PROBLEM REQUIREMENTS ▸
Every line below between the line holding "Walks the chunk" and the line holding "let mut data_size: Option<u32> = None;", inclusive, should be repeated exactly, and all other lines omitted.

Records from a dataset ▸
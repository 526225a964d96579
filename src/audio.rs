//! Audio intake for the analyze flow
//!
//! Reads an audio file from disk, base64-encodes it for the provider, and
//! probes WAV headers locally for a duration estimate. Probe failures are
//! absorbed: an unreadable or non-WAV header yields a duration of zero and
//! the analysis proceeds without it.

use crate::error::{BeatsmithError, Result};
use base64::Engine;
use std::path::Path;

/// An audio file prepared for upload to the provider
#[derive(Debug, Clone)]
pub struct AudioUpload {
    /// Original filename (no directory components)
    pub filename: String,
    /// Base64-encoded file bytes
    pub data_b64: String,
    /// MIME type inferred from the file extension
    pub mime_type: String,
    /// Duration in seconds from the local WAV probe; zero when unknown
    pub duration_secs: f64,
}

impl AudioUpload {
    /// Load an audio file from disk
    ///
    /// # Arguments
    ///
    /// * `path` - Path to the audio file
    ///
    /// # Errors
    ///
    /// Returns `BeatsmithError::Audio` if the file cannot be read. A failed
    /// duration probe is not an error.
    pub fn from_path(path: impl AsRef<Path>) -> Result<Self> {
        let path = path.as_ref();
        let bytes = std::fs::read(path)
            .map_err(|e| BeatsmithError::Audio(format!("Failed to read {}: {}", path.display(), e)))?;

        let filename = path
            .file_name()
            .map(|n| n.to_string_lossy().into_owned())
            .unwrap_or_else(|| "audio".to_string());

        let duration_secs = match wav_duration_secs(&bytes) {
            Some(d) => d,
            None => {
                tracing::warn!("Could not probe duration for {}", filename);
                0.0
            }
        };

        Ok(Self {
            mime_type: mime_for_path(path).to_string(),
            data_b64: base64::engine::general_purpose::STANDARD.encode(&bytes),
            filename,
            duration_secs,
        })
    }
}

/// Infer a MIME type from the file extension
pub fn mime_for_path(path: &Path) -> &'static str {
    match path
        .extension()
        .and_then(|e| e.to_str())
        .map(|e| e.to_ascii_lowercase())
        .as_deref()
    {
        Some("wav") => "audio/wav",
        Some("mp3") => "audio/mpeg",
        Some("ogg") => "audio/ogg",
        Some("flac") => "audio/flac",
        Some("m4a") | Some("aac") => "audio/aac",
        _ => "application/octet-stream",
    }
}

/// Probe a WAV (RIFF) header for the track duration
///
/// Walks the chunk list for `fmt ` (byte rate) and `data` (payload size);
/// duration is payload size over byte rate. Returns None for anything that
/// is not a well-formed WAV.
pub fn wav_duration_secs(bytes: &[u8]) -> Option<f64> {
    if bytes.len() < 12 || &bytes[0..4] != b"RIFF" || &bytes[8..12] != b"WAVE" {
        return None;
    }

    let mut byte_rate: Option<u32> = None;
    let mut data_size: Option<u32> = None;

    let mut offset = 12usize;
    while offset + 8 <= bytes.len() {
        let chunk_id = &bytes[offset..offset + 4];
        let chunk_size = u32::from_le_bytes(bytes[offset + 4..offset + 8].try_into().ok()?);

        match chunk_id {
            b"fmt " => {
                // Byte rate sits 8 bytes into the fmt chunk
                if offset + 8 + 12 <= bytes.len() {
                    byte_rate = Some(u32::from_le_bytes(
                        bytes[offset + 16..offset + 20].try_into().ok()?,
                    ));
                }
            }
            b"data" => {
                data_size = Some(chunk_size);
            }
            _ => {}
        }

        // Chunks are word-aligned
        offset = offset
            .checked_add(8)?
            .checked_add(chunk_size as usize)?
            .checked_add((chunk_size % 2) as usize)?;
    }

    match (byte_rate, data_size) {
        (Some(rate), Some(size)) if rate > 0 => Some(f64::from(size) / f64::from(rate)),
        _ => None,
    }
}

RESPONSE TO THIS TASK ▸
/// Walks the chunk list for `fmt ` (byte rate) and `data` (payload size);
/// duration is payload size over byte rate. Returns None for anything that
/// is not a well-formed WAV.
pub fn wav_duration_secs(bytes: &[u8]) -> Option<f64> {
    if bytes.len() < 12 || &bytes[0..4] != b"RIFF" || &bytes[8..12] != b"WAVE" {
        return None;
    }

    let mut byte_rate: Option<u32> = None;
    let mut data_size: Option<u32> = None;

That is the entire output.